Collapsed Glass in Thermopane Windows

Thermopane or Dual paned windows consist of two panels of glass, separated by a spacer bar and sealed together. Some windows were manufactured with Argon gas injected into the cavity between the glass panels to increase energy efficiency. Argon was used because of its higher insulating qualities over ambient air. In some situations the Argon gas will dissipate out of the window cavity causing the window cavity to have a partial negative pressure or vacuum.

Other Causes of Collapsed Glass

There are other possible causes of a collapsed glass window. During the manufacturing of large thermopane units, one panel of glass is laid over top the other panel, separated by the spacer bar, and then are sealed together. The top panel of larger thermopane units will naturally flex downward in the center due to its weight, as it is sealed into the thermopane. The result is less pressure or gas on the inside of the window cavity, which can lead to a Collapsed glass condition after it is installed and cooled. Ideally, after the large unit has been manufactured, it would be placed upright and briefly vented with a breather tube and resealed to allow the cavity to equalize. The large thermopane that is not equalized will have a lower pressure within the window cavity after it is stood up.

Some smaller thermopane glass units are manufactured with single strength glass (1/16″). This glass can, because of its weakness, flex inward in extreme cold conditions, reducing the insulating qualities of the window.

Lower pressure inside a glass cavity is a significant issue in colder climates, because the gas (air) within a collapsed window cavity has a partial vacuum (low pressure) which contracts, and causes the two panels of glass to flex inward.

Factors that Contribute to Collapsed Glass

  • If the Argon placed inside the thermopane unit has dissipated through the seal.
  • If the spacer bar (the visible, in most cases silver, bar that runs around the perimeter of the thermopane unit) is a narrow type as it was constructed, and leaves very little room for the glass to flex before the glass touches.
  • If the glass in the unit is single strength (1/16″) which is weaker and easier to flex.
  • If the temperature decreases causing the air left inside the window cavity to contract further, pulling the two panels of glass inward.
  • If the thermopane consist of large panels of glass where the top panel of glass flexes downward during construction and is sealed in that position, leaving less air in the window cavity.

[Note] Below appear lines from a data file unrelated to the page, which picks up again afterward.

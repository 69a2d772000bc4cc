use crate::{cass_type::CassType, error::CodecError, value::Value};

/// CQL type a host value binds as when the schema gives no type.
///
/// Collections come back unspecialized; their element types are fixed by
/// the first element the encoder resolves. Tuples report their own kind.
pub fn infer_type(value: &Value) -> Result<CassType, CodecError> {
    let ty = match value {
        Value::Null => return Err(CodecError::unresolved(value.host_type())),
        Value::Bool(_) => CassType::BOOLEAN,
        Value::TinyInt(_) => CassType::TINYINT,
        Value::SmallInt(_) => CassType::SMALLINT,
        Value::Int(_) => CassType::INT,
        Value::BigInt(_) => CassType::BIGINT,
        Value::Integer(v) => {
            if i32::try_from(*v).is_ok() {
                CassType::INT
            } else {
                CassType::BIGINT
            }
        }
        Value::Varint(_) => CassType::VARINT,
        Value::Float(_) => CassType::FLOAT,
        Value::Double(_) => CassType::DOUBLE,
        Value::Decimal(_) => CassType::DECIMAL,
        Value::Text(_) => CassType::TEXT,
        Value::Blob(_) => CassType::BLOB,
        Value::Timestamp(_) => CassType::TIMESTAMP,
        Value::Date(_) => CassType::DATE,
        Value::Time(_) => CassType::TIME,
        Value::Uuid(u) => {
            if u.is_time_based() {
                CassType::TIMEUUID
            } else {
                CassType::UUID
            }
        }
        Value::Inet(_) => CassType::INET,
        Value::List(_) => CassType::LIST,
        Value::Set(_) => CassType::SET,
        Value::Map(_) => CassType::MAP,
        Value::Tuple(t) => t.kind().clone(),
    };

    Ok(ty)
}
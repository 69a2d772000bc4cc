use crate::error::{CodecError, Limit};
use serde::{Deserialize, Serialize};

///
/// CodecConfig
///
/// Resource bounds applied by the decoder and encoder. Missing fields
/// deserialize to their defaults.
///

#[derive(Clone, Debug, Deserialize, Eq, PartialEq, Serialize)]
#[serde(default, deny_unknown_fields)]
pub struct CodecConfig {
    /// Maximum collection/tuple nesting depth.
    pub max_depth: usize,

    /// Maximum number of items in a single decoded collection.
    pub max_collection_len: usize,
}

impl CodecConfig {
    pub const DEFAULT_MAX_DEPTH: usize = 32;
    pub const DEFAULT_MAX_COLLECTION_LEN: usize = 65_535;

    pub(crate) fn check_depth(&self, depth: usize) -> Result<(), CodecError> {
        if depth > self.max_depth {
            return Err(CodecError::limit_exceeded(Limit::Depth, self.max_depth));
        }

        Ok(())
    }

    pub(crate) fn check_len(&self, len: usize) -> Result<(), CodecError> {
        if len > self.max_collection_len {
            return Err(CodecError::limit_exceeded(
                Limit::CollectionLength,
                self.max_collection_len,
            ));
        }

        Ok(())
    }
}

impl Default for CodecConfig {
    fn default() -> Self {
        Self {
            max_depth: Self::DEFAULT_MAX_DEPTH,
            max_collection_len: Self::DEFAULT_MAX_COLLECTION_LEN,
        }
    }
}
#[macro_use]
mod macros;

///
/// ValueKind
///
/// Primary CQL type tag. Every column type, collection element type and
/// tuple slot type carries exactly one of these.
///

#[derive(Clone, Copy, Debug, Eq, Hash, Ord, PartialEq, PartialOrd)]
pub enum ValueKind {
    Custom,
    Ascii,
    BigInt,
    Blob,
    Boolean,
    Counter,
    Decimal,
    Double,
    Float,
    Int,
    Text,
    Timestamp,
    Uuid,
    Varchar,
    Varint,
    TimeUuid,
    Inet,
    Date,
    Time,
    SmallInt,
    TinyInt,
    List,
    Map,
    Set,
    Udt,
    Tuple,
    Unknown,
}

impl ValueKind {
    /// Return the full metadata descriptor for one kind.
    #[must_use]
    pub const fn metadata(self) -> KindMetadata {
        value_kind_registry!(metadata_from_registry, self)
    }

    /// Native protocol option id.
    #[must_use]
    pub const fn code(self) -> u16 {
        self.metadata().code
    }

    /// Canonical lower-case CQL name.
    #[must_use]
    pub const fn name(self) -> &'static str {
        self.metadata().name
    }

    #[must_use]
    pub const fn family(self) -> KindFamily {
        self.metadata().family
    }

    #[must_use]
    pub const fn arity(self) -> KindArity {
        self.metadata().arity
    }

    /// Encoded width in bytes for fixed-size kinds.
    #[must_use]
    pub const fn fixed_width(self) -> Option<usize> {
        self.metadata().fixed_width
    }

    #[must_use]
    pub const fn is_collection(self) -> bool {
        matches!(self.family(), KindFamily::Collection)
    }

    #[must_use]
    pub const fn is_textual(self) -> bool {
        matches!(self.family(), KindFamily::Textual)
    }

    #[must_use]
    pub const fn is_unknown(self) -> bool {
        matches!(self, Self::Unknown)
    }

    /// Resolve a native protocol option id.
    #[must_use]
    pub const fn from_code(code: u16) -> Option<Self> {
        let mut i = 0;
        while i < ALL_VALUE_KINDS.len() {
            let kind = ALL_VALUE_KINDS[i];
            if kind.code() == code {
                return Some(kind);
            }
            i += 1;
        }

        None
    }

    /// Resolve a CQL type name, ignoring ASCII case.
    #[must_use]
    pub fn from_name(name: &str) -> Option<Self> {
        ALL_VALUE_KINDS
            .into_iter()
            .find(|kind| kind.name().eq_ignore_ascii_case(name))
    }
}

impl std::fmt::Display for ValueKind {
    fn fmt(&self, f: &mut std::fmt::Formatter<'_>) -> std::fmt::Result {
        f.write_str(self.name())
    }
}

///
/// KindMetadata
///

#[derive(Clone, Copy, Debug, Eq, PartialEq)]
pub struct KindMetadata {
    pub code: u16,
    pub name: &'static str,
    pub family: KindFamily,
    pub arity: KindArity,
    pub fixed_width: Option<usize>,
}

///
/// KindFamily
///
/// Coarse routing family used by the decode and encode dispatchers.
///

#[derive(Clone, Copy, Debug, Eq, Hash, PartialEq)]
pub enum KindFamily {
    Binary,
    Boolean,
    Collection,
    Composite,
    Identifier,
    Integer,
    Network,
    Numeric,
    Opaque,
    Temporal,
    Textual,
}

///
/// KindArity
///
/// Number of subtypes a fully specialized descriptor of this kind carries.
///

#[derive(Clone, Copy, Debug, Eq, Hash, PartialEq)]
pub enum KindArity {
    Scalar,
    One,
    Two,
    Variadic,
}

impl KindArity {
    /// Exact subtype count, or `None` for variadic kinds.
    #[must_use]
    pub const fn expected(self) -> Option<usize> {
        match self {
            Self::Scalar => Some(0),
            Self::One => Some(1),
            Self::Two => Some(2),
            Self::Variadic => None,
        }
    }
}

/// Ordered list of all value kinds in registry order.
pub const ALL_VALUE_KINDS: [ValueKind; 27] = value_kind_registry!(all_kinds_from_registry);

How to know if you have Collapsed Glass

The telltale sign of Collapsed glass is a faint rainbow colored spot in the center of the window (this is where the glass panels are touching), and in some cases an oval or round condensation spot in the center of the window on the inside of the home. The homeowner may think that because the oval condensation spot disappears during warmer temperatures, the problem may have resolved itself, but that is not the case. The condition will probably recur and the heat loss through the glass will resume.

Problems associated with Collapsed Glass

A windows R-value is mostly determined by the amount of space inside the window’s cavity. When the space between the glass is reduced, the insulating quality (R-value) of the thermopane unit is reduced. Collapsed Glass causes the two panels of glass to flex in, reducing the space inside the window’s cavity, which reduces the insulating qualities of the window. This extreme flexing of the glass panels can also lead to premature seal failure, which will then require thermopane replacement. In some cases the glass can be flexed so forcibly together that one or both panels will shatter.

Repair Collapsed Glass

Collapsed Glass can be repaired. Using specialized tools a technician can penetrate the glass, which will relieve the negative pressure and equalize the window cavity with the outside environment. A clear seal is then placed over the hole to re-seal the window. This will restore the insulating qualities of the window minus the original argon. If the collapsed glass occurs in a tempered glass window (patio door or other large units where tempering is required) the glass can’t be drilled as it can in an annealed unit (regular thermopane). These tempered glass units can be removed from the window frame allowing the procedure to be accomplished by penetrating the seal and spacer, allowing ambient air in to equalize the window cavity, and then re-sealing the unit.


Collapsed glass is becoming more of a problem as windows age and the original Argon gas dissipates from the window cavities. As energy prices rise, it is more important than ever to restore the windows insulating characteristics and save the glass from future replacement.